Have started using PublishQueueAsyncRK by @rickkas7 after discovering our field test cell signal just simply sucks. We have a queue of 32k in regular RAM which allows our devices to be offline for 13+ hours. This seems to be working well and has moved us from telemetry success in the 50% to 70% range to 100%. But we have also gone from nearly no webhook failures and skips to 100s of failures/day and 10s of skips/day.
There are 30 Electron E-Series modules sending telemetry on a 5m period. It is not unusual for at least one of the device’s PublishQueueAsyncRK library to be sending out publishes spaced at 1s that have been queued up because of poor cell signal. Could be just a few or a hundred or more.
Our path now is: publishQueue.publish(…WITH_ACK) -> webhook -> HTTP POST API in Azure -> MySQL DB in Azure
– and it used to be –
Old path: Particle.publish(…NO_ACK) -> webhook -> HTTP POST API in Azure -> MySQL DB in Azure
We switched to PublishQueueAsyncRK in the morning on 9/1 and the history graph looks like this:
Obviously there is a NO_ACK and WITH_ACK difference here that is relevant.

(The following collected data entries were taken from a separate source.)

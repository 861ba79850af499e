//! Enumerates running VMs and resolves a numeric id to `(name, uuid)`.
//!
//! This is the one external collaborator this crate implements a real
//! default for rather than just a trait: most hosts running this daemon
//! talk to libvirt, so [`LibvirtDomainSource`] is built in behind the
//! `libvirt` feature (on by default) using the `virt` crate's bindings.
//! [`NullDomainSource`] backs host-metrics-only deployments and tests.

use std::path::PathBuf;

/// A running virtual machine as known to the hypervisor, scoped to the
/// duration of one publication tick.
#[derive(Debug, Clone, PartialEq, Eq)]
pub struct VmDescriptor {
    pub id: u32,
    pub name: String,
    pub uuid: String,
}

/// Enumerates domains and resolves per-domain paths, kept behind a trait
/// so the publication loop and guest reader don't depend on a particular
/// hypervisor client.
pub trait DomainSource: Send {
    /// Opens (or re-opens) the hypervisor connection. `uri` is the
    /// `-c/--connect` value, or `None` to use the default connection.
    fn connect(&mut self, uri: Option<&str>) -> std::io::Result<()>;

    /// Lists the VMs currently running.
    fn list_running(&mut self) -> std::io::Result<Vec<VmDescriptor>>;

    /// Resolves a domain's key/value store path, for the T-KV transport.
    /// Returns `None` when this source has no KV-addressable backing
    /// (e.g. the null source).
    fn domain_path(&self, id: u32) -> Option<PathBuf>;
}

/// A domain source with nothing running. Used for host-metrics-only
/// daemons and in tests that don't want to talk to a real hypervisor.
#[derive(Debug, Default)]
pub struct NullDomainSource;

impl DomainSource for NullDomainSource {
    fn connect(&mut self, _uri: Option<&str>) -> std::io::Result<()> {
        Ok(())
    }

    fn list_running(&mut self) -> std::io::Result<Vec<VmDescriptor>> {
        Ok(Vec::new())
    }

    fn domain_path(&self, _id: u32) -> Option<PathBuf> {
        None
    }
}

#[cfg(feature = "libvirt")]
pub use libvirt_source::LibvirtDomainSource;

#[cfg(feature = "libvirt")]
mod libvirt_source {
    use super::{DomainSource, VmDescriptor};
    use std::io;
    use std::path::PathBuf;
    use virt::connect::Connect;

    /// A [`DomainSource`] backed by a live libvirt connection.
    pub struct LibvirtDomainSource {
        conn: Option<Connect>,
        kv_root: PathBuf,
    }

    impl LibvirtDomainSource {
        /// `kv_root` is the directory under which each domain gets a
        /// `<kv_root>/<uuid>/{vm,metrics}` pair for the T-KV transport.
        pub fn new(kv_root: PathBuf) -> Self {
            LibvirtDomainSource { conn: None, kv_root }
        }
    }

    impl DomainSource for LibvirtDomainSource {
        fn connect(&mut self, uri: Option<&str>) -> io::Result<()> {
            let conn = Connect::open(uri)
                .map_err(|e| io::Error::other(format!("libvirt connect failed: {e}")))?;
            self.conn = Some(conn);
            Ok(())
        }

        fn list_running(&mut self) -> io::Result<Vec<VmDescriptor>> {
            let conn = self
                .conn
                .as_ref()
                .ok_or_else(|| io::Error::other("not connected to libvirt"))?;

            let domains = conn
                .list_all_domains(virt::connect::VIR_CONNECT_LIST_DOMAINS_ACTIVE)
                .map_err(|e| io::Error::other(format!("list_all_domains failed: {e}")))?;

            let mut out = Vec::with_capacity(domains.len());
            for dom in domains {
                let id = dom.get_id().unwrap_or(0);
                let name = dom
                    .get_name()
                    .map_err(|e| io::Error::other(format!("get_name failed: {e}")))?;
                let uuid = dom
                    .get_uuid_string()
                    .map_err(|e| io::Error::other(format!("get_uuid_string failed: {e}")))?;
                out.push(VmDescriptor { id, name, uuid });
            }
            Ok(out)
        }

        fn domain_path(&self, id: u32) -> Option<PathBuf> {
            // The KV root is keyed by domain id the same way the virtio
            // channel pool is: both identify a running VM by its
            // hypervisor-assigned numeric id for the duration of a tick.
            Some(self.kv_root.join(id.to_string()))
        }
    }
}

#[cfg(test)]
mod tests {
    use super::*;

    #[test]
    fn null_source_has_no_domains() {
        let mut src = NullDomainSource;
        assert!(src.connect(None).is_ok());
        assert_eq!(src.list_running().unwrap(), Vec::new());
        assert_eq!(src.domain_path(1), None);
    }
}
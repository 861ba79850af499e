//! Process-level plumbing the original C daemon handled inline in
//! `vhostmd.c`'s `main()`: double-fork daemonization, pid-file handling,
//! privilege drop, and signal-driven shutdown. None of this belongs in
//! `vhostmd-metrics` — it's how *this* binary runs, not what it publishes.

use std::fs;
use std::io;
use std::os::fd::AsRawFd;
use std::path::Path;
use std::sync::atomic::{AtomicBool, Ordering};
use std::sync::{Arc, OnceLock};

use nix::fcntl::{open, OFlag};
use nix::sys::signal::{sigaction, SaFlags, SigAction, SigHandler, SigSet, Signal};
use nix::sys::stat::Mode;
use nix::unistd::{self, ForkResult, Gid, Pid, Uid, User};

/// The flag `sigaction`'s handler flips. A `static` because the handler is
/// a bare `extern "C" fn` with no captured state; [`install_signal_handlers`]
/// publishes the same `Arc` it returns here so callers and the handler
/// agree on one flag.
static SHUTDOWN_FLAG: OnceLock<Arc<AtomicBool>> = OnceLock::new();

extern "C" fn on_shutdown_signal(_: libc::c_int) {
    if let Some(flag) = SHUTDOWN_FLAG.get() {
        flag.store(true, Ordering::SeqCst);
    }
}

/// Installs handlers for `SIGINT`, `SIGTERM`, and `SIGQUIT` that flip a
/// shared shutdown flag, matching `vhostmd.c`'s `sig_handler`. Returns an
/// `Arc` the publication loop and virtio reactor both poll.
///
/// # Safety
///
/// Installs a process-wide signal handler via `sigaction`; must be called
/// before any other thread that cares about these signals is spawned, and
/// must not be called more than once per process.
pub fn install_signal_handlers() -> Result<Arc<AtomicBool>, nix::Error> {
    let flag = Arc::new(AtomicBool::new(false));
    let _ = SHUTDOWN_FLAG.set(Arc::clone(&flag));

    let action = SigAction::new(SigHandler::Handler(on_shutdown_signal), SaFlags::empty(), SigSet::empty());
    // SAFETY: `on_shutdown_signal` only reads an already-initialized
    // `OnceLock` and performs an atomic store, both async-signal-safe; no
    // other thread installs handlers for these signals.
    unsafe {
        sigaction(Signal::SIGINT, &action)?;
        sigaction(Signal::SIGTERM, &action)?;
        sigaction(Signal::SIGQUIT, &action)?;
    }
    Ok(flag)
}

/// Double-forks into the background, detaches from the controlling
/// terminal, and redirects stdio to `/dev/null`, matching `daemonize()` in
/// `vhostmd.c`. The parent (and the intermediate child) exit via
/// `std::process::exit`; only the grandchild returns from this function.
pub fn daemonize() -> io::Result<()> {
    // SAFETY: single-threaded at this point in `main`, before any other
    // thread (the virtio reactor) has been spawned.
    match unsafe { unistd::fork() }.map_err(to_io)? {
        ForkResult::Parent { .. } => std::process::exit(0),
        ForkResult::Child => {}
    }

    unistd::setsid().map_err(to_io)?;
    unistd::chdir("/").map_err(to_io)?;

    // SAFETY: still single-threaded; the intermediate child's only job is
    // to fork once more and exit, mirroring the original's double fork.
    match unsafe { unistd::fork() }.map_err(to_io)? {
        ForkResult::Parent { .. } => std::process::exit(0),
        ForkResult::Child => {}
    }

    redirect_stdio_to_devnull()?;
    Ok(())
}

fn redirect_stdio_to_devnull() -> io::Result<()> {
    let devnull = open("/dev/null", OFlag::O_RDWR, Mode::empty()).map_err(to_io)?;
    for target in [0, 1, 2] {
        unistd::dup2(devnull.as_raw_fd(), target).map_err(to_io)?;
    }
    Ok(())
}

/// Writes this process's pid to `path`, failing if the file already exists
/// and names a still-running process, matching `write_pid_file`'s
/// claim-or-exit behavior.
pub fn write_pid_file(path: &Path) -> io::Result<()> {
    if let Ok(existing) = fs::read_to_string(path) {
        if let Ok(pid) = existing.trim().parse::<i32>() {
            if process_alive(Pid::from_raw(pid)) {
                return Err(io::Error::new(
                    io::ErrorKind::AlreadyExists,
                    format!("pid file {} claims live pid {pid}", path.display()),
                ));
            }
        }
    }
    fs::write(path, format!("{}\n", unistd::getpid()))
}

fn process_alive(pid: Pid) -> bool {
    nix::sys::signal::kill(pid, None).is_ok()
}

/// Removes the pid file on shutdown. Errors are not fatal — the process is
/// already exiting.
pub fn remove_pid_file(path: &Path) {
    let _ = fs::remove_file(path);
}

/// Drops from root to `user` by name: resolves uid/gid via the password
/// database, calls `setgid`/`initgroups`/`setuid` in that order, and
/// refuses to switch *to* uid/gid 0, matching `vhostmd.c`'s guard.
pub fn drop_privileges(user: &str) -> io::Result<()> {
    let Some(entry) = User::from_name(user).map_err(to_io)? else {
        return Err(io::Error::new(
            io::ErrorKind::NotFound,
            format!("no entry in password file for user {user}"),
        ));
    };

    if entry.uid == Uid::from_raw(0) || entry.gid == Gid::from_raw(0) {
        return Err(io::Error::new(
            io::ErrorKind::PermissionDenied,
            "cannot switch to root using the -u/--user flag",
        ));
    }

    unistd::setgid(entry.gid).map_err(to_io)?;
    unistd::initgroups(
        &std::ffi::CString::new(user).expect("user name must not contain a NUL byte"),
        entry.gid,
    )
    .map_err(to_io)?;
    unistd::setuid(entry.uid).map_err(to_io)?;
    Ok(())
}

fn to_io(e: nix::Error) -> io::Error {
    io::Error::from_raw_os_error(e as i32)
}

#[cfg(test)]
mod tests {
    use super::*;

    #[test]
    fn pid_file_round_trips_own_pid() {
        let dir = tempfile::tempdir().unwrap();
        let path = dir.path().join("vhostmd.pid");
        write_pid_file(&path).unwrap();
        let written: i32 = fs::read_to_string(&path).unwrap().trim().parse().unwrap();
        assert_eq!(written, unistd::getpid().as_raw());
    }

    #[test]
    fn remove_pid_file_is_best_effort_on_missing_file() {
        let dir = tempfile::tempdir().unwrap();
        let path = dir.path().join("does-not-exist.pid");
        remove_pid_file(&path); // must not panic
    }
}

Previously we just flung the publish at the cloud and flung the data from the cloud to our DB. So using PublishQueueAsyncRK and WITH_ACK gives us the failure and skip problems. It seems that all of the failures are HTTP 409 CONFLICT issues from the API indicating that the data is already in the DB and an attempt was made to insert again which violates the primary key. The error log looks like this:
The errors appear in groups of 3 roughly 30s apart with the same data in each and for every case, I have verified that the data is indeed in the DB so the 409 CONFLICT is accurate. The HTTP response is:
HTTP/1.1 409 Conflict
Date: Fri, 04 Sep 2020 15:51:08 GMT
Server: Kestrel
Content-Type: application/problem+json; charset=utf-8
Keep-Alive: timeout=5, max=100
Connection: Keep-Alive
Transfer-Encoding: chunked
This would seem to indicate that there was a webhook POST attempt previous to the grouping of 3 errors that succeeded but the webhook infrastructure didn’t see the usual 201 CREATED response for some reason and so tried 3 more times. Since we only have a history log 10 deep and we have lots of cloud traffic it’s difficult to identify where the problem is.

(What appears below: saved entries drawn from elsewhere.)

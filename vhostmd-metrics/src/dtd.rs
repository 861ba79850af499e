//! Structural stand-in for DTD validation.
//!
//! The DTD document itself is an external data dependency (see
//! [`crate::config`]'s module docs) and nothing in this project's
//! ecosystem neighborhood validates DTD content models — `DOCTYPE`
//! grammars aren't XML and no crate here parses them. What we *can* check
//! without the grammar is the part that actually matters for correctness:
//! that a present `<!DOCTYPE>` declaration names the root we expect, and
//! that the elements the rest of this crate depends on carry their
//! mandatory attributes and children.

use quick_xml::events::Event;
use quick_xml::Reader;

/// Checks that a document's `<!DOCTYPE …>` declaration, when present,
/// names `expected_root`. A missing declaration is tolerated (plenty of
/// deployments strip it from the config file they hand-author) but a
/// declaration that names the wrong root is rejected.
pub fn check_doctype(xml: &str, expected_root: &str) -> Result<(), String> {
    let Some(start) = xml.find("<!DOCTYPE") else {
        return Ok(());
    };
    let Some(end) = xml[start..].find('>') else {
        return Err("unterminated <!DOCTYPE declaration".to_string());
    };
    let decl = &xml[start..start + end];
    let mut tokens = decl.trim_start_matches("<!DOCTYPE").split_whitespace();
    match tokens.next() {
        Some(root) if root == expected_root => Ok(()),
        Some(root) => Err(format!(
            "doctype declares root {root:?}, expected {expected_root:?}"
        )),
        None => Err("empty doctype declaration".to_string()),
    }
}

/// Validates a single `<metric>…</metric>` fragment against the shape the
/// DTD mandates: a `metric` root carrying `type` and `context` attributes,
/// with `name` and `value` children.
pub fn validate_metric_fragment(fragment: &str) -> Result<(), String> {
    let trimmed = fragment.trim();
    if trimmed.is_empty() {
        return Err("empty fragment".to_string());
    }

    let mut reader = Reader::from_str(trimmed);
    reader.config_mut().trim_text(true);

    let mut depth = 0usize;
    let mut root_seen = false;
    let mut saw_name = false;
    let mut saw_value = false;

    loop {
        match reader.read_event() {
            Ok(Event::Start(e)) => {
                let tag = String::from_utf8_lossy(e.name().as_ref()).into_owned();
                if depth == 0 {
                    if tag != "metric" {
                        return Err(format!("fragment root is {tag:?}, expected \"metric\""));
                    }
                    let has_type = e.attributes().flatten().any(|a| a.key.as_ref() == b"type");
                    let has_context = e
                        .attributes()
                        .flatten()
                        .any(|a| a.key.as_ref() == b"context");
                    if !has_type || !has_context {
                        return Err("metric element is missing type or context attribute".to_string());
                    }
                    root_seen = true;
                } else if depth == 1 {
                    match tag.as_str() {
                        "name" => saw_name = true,
                        "value" => saw_value = true,
                        _ => {}
                    }
                }
                depth += 1;
            }
            Ok(Event::Empty(e)) => {
                if depth == 0 {
                    let tag = String::from_utf8_lossy(e.name().as_ref()).into_owned();
                    return Err(format!(
                        "fragment root {tag:?} is self-closed and can carry no name/value"
                    ));
                }
            }
            Ok(Event::End(_)) => {
                depth = depth.saturating_sub(1);
            }
            Ok(Event::Eof) => break,
            Err(e) => return Err(format!("malformed xml: {e}")),
            _ => {}
        }
    }

    if !root_seen {
        return Err("fragment produced no metric element".to_string());
    }
    if !saw_name || !saw_value {
        return Err("metric element is missing a name or value child".to_string());
    }
    Ok(())
}

#[cfg(test)]
mod tests {
    use super::*;

    #[test]
    fn doctype_absent_is_ok() {
        assert!(check_doctype("<vhostmd><globals/></vhostmd>", "vhostmd").is_ok());
    }

    #[test]
    fn doctype_matching_root_is_ok() {
        let xml = "<!DOCTYPE vhostmd SYSTEM \"vhostmd.dtd\">\n<vhostmd/>";
        assert!(check_doctype(xml, "vhostmd").is_ok());
    }

    #[test]
    fn doctype_wrong_root_is_rejected() {
        let xml = "<!DOCTYPE metrics SYSTEM \"vhostmd.dtd\">\n<vhostmd/>";
        assert!(check_doctype(xml, "vhostmd").is_err());
    }

    #[test]
    fn well_formed_fragment_validates() {
        let xml = "<metric type='uint64' context='host'><name>UsedMem</name><value>42</value></metric>";
        assert!(validate_metric_fragment(xml).is_ok());
    }

    #[test]
    fn fragment_missing_value_is_rejected() {
        let xml = "<metric type='uint64' context='host'><name>UsedMem</name></metric>";
        assert!(validate_metric_fragment(xml).is_err());
    }

    #[test]
    fn fragment_wrong_root_is_rejected() {
        let xml = "<metrics><name>x</name><value>1</value></metrics>";
        assert!(validate_metric_fragment(xml).is_err());
    }

    #[test]
    fn fragment_missing_attributes_is_rejected() {
        let xml = "<metric><name>x</name><value>1</value></metric>";
        assert!(validate_metric_fragment(xml).is_err());
    }
}
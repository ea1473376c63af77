//! # External Services
//!
//! - **[`api`]**: the gateway client and the typed facade built on it

pub mod api;
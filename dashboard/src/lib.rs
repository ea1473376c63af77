//! # Bookstore Dashboard - Library Root
//!
//! Client core of the bookstore operations dashboard. It talks to the
//! bookstore API gateway over HTTP and keeps the view state a front end
//! renders from. This library crate contains all modules used by the
//! binary crate (`main.rs`).
//!
//! ## Features
//!
//! - **Session handling**: one bearer token, persisted across restarts
//! - **Typed API facade**: auth, catalog, orders, users, health
//! - **Central 401 policy**: an expired session is cleared in one place
//! - **Status board**: periodic, atomic health snapshots of the backend
//! - **Notification feed**: bounded newest-first list with unread badge
//!
//! ## Architecture
//!
//! ```text
//! ┌────────────────────────────────────────────────────────┐
//! │              dashboard (this crate)                    │
//! ├────────────────────────────────────────────────────────┤
//! │  app        - Runtime, shared state, background tasks  │
//! │  services   - Gateway HTTP client and facade           │
//! │  session    - Token store and persistence              │
//! │  core       - Config, errors, service traits           │
//! │  debug      - Logging setup                            │
//! └────────────────────────────────────────────────────────┘
//!          │ HTTP (JSON, bearer auth)
//!          ▼
//! ┌─────────────────┐     ┌──────────────────────────────┐
//! │  API Gateway    │ ──▶ │ Book / Order / User services │
//! └─────────────────┘     └──────────────────────────────┘
//! ```
//!
//! ### Module Dependency Graph
//!
//! ```text
//! main.rs
//!   │
//!   ├── debug (logging)
//!   └── app (Dashboard)
//!       ├── tasks::status        -> services::api::health
//!       ├── tasks::notifications
//!       ├── analytics            -> core::service::ApiService
//!       └── services::api        -> session
//! ```
//!
//! ## Usage
//!
//! ```bash
//! cargo run --bin dashboard
//! ```

pub mod app;
pub mod core;
pub mod debug;
pub mod services;
pub mod session;

pub use app::{AppEvent, Dashboard, DashboardState};
pub use core::{ApiError, AppError, Result};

So here are the questions:
- How do I get a longer stream of cloud messages to examine these failures? I need to determine if this is: a firmware problem (using WITH_ACK and the success doesn’t get back to PublishQueueAsyncRK so it thinks it needs to send again), a Particle cloud problem (maybe a time-out on getting a response back), or an API problem (API chokes when traffic is heavy). Perhaps switching back to NO_ACK makes this go away and there are no more 409 CONFLICT issues but it seems like sweeping the dirt under the rug.
- The docs indicate that the SKIP issues reported in the history (10s/day) are because of too many 4XX errors - so in our case this would be too many 409 CONFLICT errors. So is it safe to assume that if I get question 1) solved the SKIPs also magically goes away? Presumably if there are no 409s there should be no SKIPs.